Start of Stored data
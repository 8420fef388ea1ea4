//! Local document store
//!
//! A synchronous, file-backed key-value pair: one file holds the whole
//! serialized document, a sibling marker file holds the last local save
//! timestamp (informational only). Reads fail soft: absent or corrupt
//! data yields an empty document so the UI always has something to show.

use chrono::{DateTime, Utc};
use std::path::{Path, PathBuf};

use crate::model::Document;
use crate::store::error::StoreResult;

/// File-backed local store for a single document
#[derive(Debug, Clone)]
pub struct LocalStore {
    data_path: PathBuf,
    marker_path: PathBuf,
}

impl LocalStore {
    /// Create a store rooted at `data_dir` under the given namespace
    ///
    /// The document lands in `<data_dir>/<namespace>.json`, the save
    /// marker in `<data_dir>/<namespace>.last-save`.
    pub fn new(data_dir: impl AsRef<Path>, namespace: &str) -> Self {
        let dir = data_dir.as_ref();
        Self {
            data_path: dir.join(format!("{namespace}.json")),
            marker_path: dir.join(format!("{namespace}.last-save")),
        }
    }

    /// Path of the document file
    pub fn data_path(&self) -> &Path {
        &self.data_path
    }

    /// Load the document, failing soft
    ///
    /// Absent file → empty document. Corrupt JSON → empty document, with
    /// a warning so corruption is at least visible in the logs.
    pub fn load(&self) -> Document {
        let raw = match std::fs::read_to_string(&self.data_path) {
            Ok(raw) => raw,
            Err(e) if e.kind() == std::io::ErrorKind::NotFound => return Document::empty(),
            Err(e) => {
                tracing::warn!(path = ?self.data_path, error = %e, "local read failed, starting empty");
                return Document::empty();
            }
        };

        match serde_json::from_str(&raw) {
            Ok(doc) => doc,
            Err(e) => {
                tracing::warn!(
                    path = ?self.data_path,
                    error = %e,
                    "local document is corrupt, starting empty"
                );
                Document::empty()
            }
        }
    }

    /// Serialize and write the document, refreshing the save marker
    ///
    /// Writes to a temp file and renames so a crash mid-write cannot
    /// leave a truncated document behind.
    pub fn save(&self, doc: &Document) -> StoreResult<()> {
        if let Some(parent) = self.data_path.parent() {
            std::fs::create_dir_all(parent)?;
        }

        let json = serde_json::to_string_pretty(doc)?;
        let tmp = self.data_path.with_extension("json.tmp");
        std::fs::write(&tmp, json)?;
        std::fs::rename(&tmp, &self.data_path)?;

        // Marker failures are not worth failing the save over
        if let Err(e) = std::fs::write(&self.marker_path, Utc::now().to_rfc3339()) {
            tracing::debug!(error = %e, "could not update save marker");
        }

        tracing::debug!(path = ?self.data_path, "document saved locally");
        Ok(())
    }

    /// Timestamp of the last local save, if the marker is readable
    pub fn last_save(&self) -> Option<DateTime<Utc>> {
        let raw = std::fs::read_to_string(&self.marker_path).ok()?;
        DateTime::parse_from_rfc3339(raw.trim())
            .ok()
            .map(|dt| dt.with_timezone(&Utc))
    }
}

#[cfg(test)]
mod tests {
    use super::*;
    use crate::model::{Collection, DiaryEntry, Photo, Plant};
    use tempfile::tempdir;

    #[test]
    fn test_load_absent_is_empty() {
        let dir = tempdir().unwrap();
        let store = LocalStore::new(dir.path(), "test");

        let doc = store.load();
        assert_eq!(doc, Document::empty());
        assert!(store.last_save().is_none());
    }

    #[test]
    fn test_save_load_round_trip() {
        let dir = tempdir().unwrap();
        let store = LocalStore::new(dir.path(), "test");

        let mut doc = Document::empty();
        doc.peppers.push(Plant::new(1, "Habanero", "Capsicum chinense"));
        doc.diary_entries.push(
            DiaryEntry::new(1, "Sprouted", "")
                .photo(Photo::new(1, "a.jpg", "image/jpeg", "data:;base64,AAAA")),
        );
        doc.quick_notes = "order Rocoto seeds".to_string();
        doc.touch();

        store.save(&doc).unwrap();
        let restored = store.load();

        assert_eq!(restored, doc);
        // Photo payload survives the local round trip unchanged
        assert!(restored.diary_entries[0].has_photo_data());
        assert!(store.last_save().is_some());
    }

    #[test]
    fn test_empty_collections_survive_round_trip() {
        let dir = tempdir().unwrap();
        let store = LocalStore::new(dir.path(), "test");

        let mut doc = Document::empty();
        doc.touch();
        store.save(&doc).unwrap();

        let restored = store.load();
        assert!(restored.peppers.is_empty());
        assert_eq!(restored.quick_notes, "");
        assert_eq!(restored.last_update, doc.last_update);
    }

    #[test]
    fn test_corrupt_file_loads_empty() {
        let dir = tempdir().unwrap();
        let store = LocalStore::new(dir.path(), "test");

        std::fs::write(store.data_path(), "{ not json").unwrap();
        assert_eq!(store.load(), Document::empty());
    }

    #[test]
    fn test_save_creates_missing_directory() {
        let dir = tempdir().unwrap();
        let nested = dir.path().join("deep").join("nested");
        let store = LocalStore::new(&nested, "test");

        let doc = Document::empty();
        store.save(&doc).unwrap();
        assert!(store.data_path().exists());
    }

    #[test]
    fn test_separate_namespaces_do_not_collide() {
        let dir = tempdir().unwrap();
        let tracker = LocalStore::new(dir.path(), "tracker");
        let database = LocalStore::new(dir.path(), "database");

        let mut doc = Document::empty();
        doc.quick_notes = "tracker side".to_string();
        tracker.save(&doc).unwrap();

        assert_eq!(database.load(), Document::empty());
        assert_eq!(tracker.load().quick_notes, "tracker side");
    }
}
//! Single-blob remote provider
//!
//! The whole document lives in one remote JSON bin: `GET <endpoint>/<bin>/latest`
//! returns it, `PUT <endpoint>/<bin>` overwrites it. Authentication is a
//! static master-key header; there is no ETag or version check, so the
//! last PUT wins unconditionally.

use reqwest::Client;

use crate::config::BlobProviderConfig;
use crate::model::Document;
use crate::store::error::{StoreError, StoreResult};
use crate::store::remote::RemoteStore;

/// JSON-bin style single-blob store
pub struct BlobStore {
    client: Client,
    config: BlobProviderConfig,
}

impl BlobStore {
    /// Create a blob store, validating that credentials are present
    pub fn new(config: BlobProviderConfig, request_timeout_ms: u64) -> StoreResult<Self> {
        if config.bin_id.trim().is_empty() || config.api_key.trim().is_empty() {
            return Err(StoreError::CredentialsMissing);
        }

        let client = Client::builder()
            .timeout(std::time::Duration::from_millis(request_timeout_ms))
            .build()
            .map_err(StoreError::from)?;

        Ok(Self { client, config })
    }

    fn bin_url(&self) -> String {
        format!(
            "{}/{}",
            self.config.endpoint.trim_end_matches('/'),
            self.config.bin_id
        )
    }
}

#[async_trait::async_trait]
impl RemoteStore for BlobStore {
    fn describe(&self) -> &'static str {
        "blob"
    }

    async fn load(&self) -> StoreResult<Document> {
        let url = format!("{}/latest", self.bin_url());

        let response = self
            .client
            .get(&url)
            .header("X-Master-Key", &self.config.api_key)
            .header("X-Bin-Meta", "false")
            .send()
            .await?;

        if !response.status().is_success() {
            return Err(StoreError::RemoteUnavailable(format!(
                "HTTP {}",
                response.status()
            )));
        }

        let raw = response.text().await?;
        // A corrupt blob is distinct from an absent one: surface it so
        // sync falls back to local instead of overwriting the remote.
        serde_json::from_str(&raw).map_err(|e| StoreError::MalformedData(e.to_string()))
    }

    async fn save(&self, doc: &Document) -> StoreResult<()> {
        let response = self
            .client
            .put(self.bin_url())
            .header("X-Master-Key", &self.config.api_key)
            .header("X-Bin-Meta", "false")
            .json(doc)
            .send()
            .await?;

        if !response.status().is_success() {
            return Err(StoreError::RemoteUnavailable(format!(
                "HTTP {}",
                response.status()
            )));
        }

        tracing::debug!("document saved to remote blob");
        Ok(())
    }
}

#[cfg(test)]
mod tests {
    use super::*;

    fn config() -> BlobProviderConfig {
        BlobProviderConfig {
            endpoint: "https://api.jsonbin.io/v3/b/".to_string(),
            bin_id: "68d27066".to_string(),
            api_key: "secret".to_string(),
        }
    }

    #[test]
    fn test_bin_url_strips_trailing_slash() {
        let store = BlobStore::new(config(), 5000).unwrap();
        assert_eq!(store.bin_url(), "https://api.jsonbin.io/v3/b/68d27066");
    }

    #[test]
    fn test_missing_credentials_rejected() {
        let mut cfg = config();
        cfg.api_key = "".to_string();
        assert!(matches!(
            BlobStore::new(cfg, 5000),
            Err(StoreError::CredentialsMissing)
        ));

        let mut cfg = config();
        cfg.bin_id = "  ".to_string();
        assert!(matches!(
            BlobStore::new(cfg, 5000),
            Err(StoreError::CredentialsMissing)
        ));
    }
}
End of Stored data
Exercise goal >>
In the entries above, find each line with the string "BlobStore" and copy it.

Answer box >>
pub struct BlobStore {
impl BlobStore {
impl RemoteStore for BlobStore {
        let store = BlobStore::new(config(), 5000).unwrap();
            BlobStore::new(cfg, 5000),
            BlobStore::new(cfg, 5000),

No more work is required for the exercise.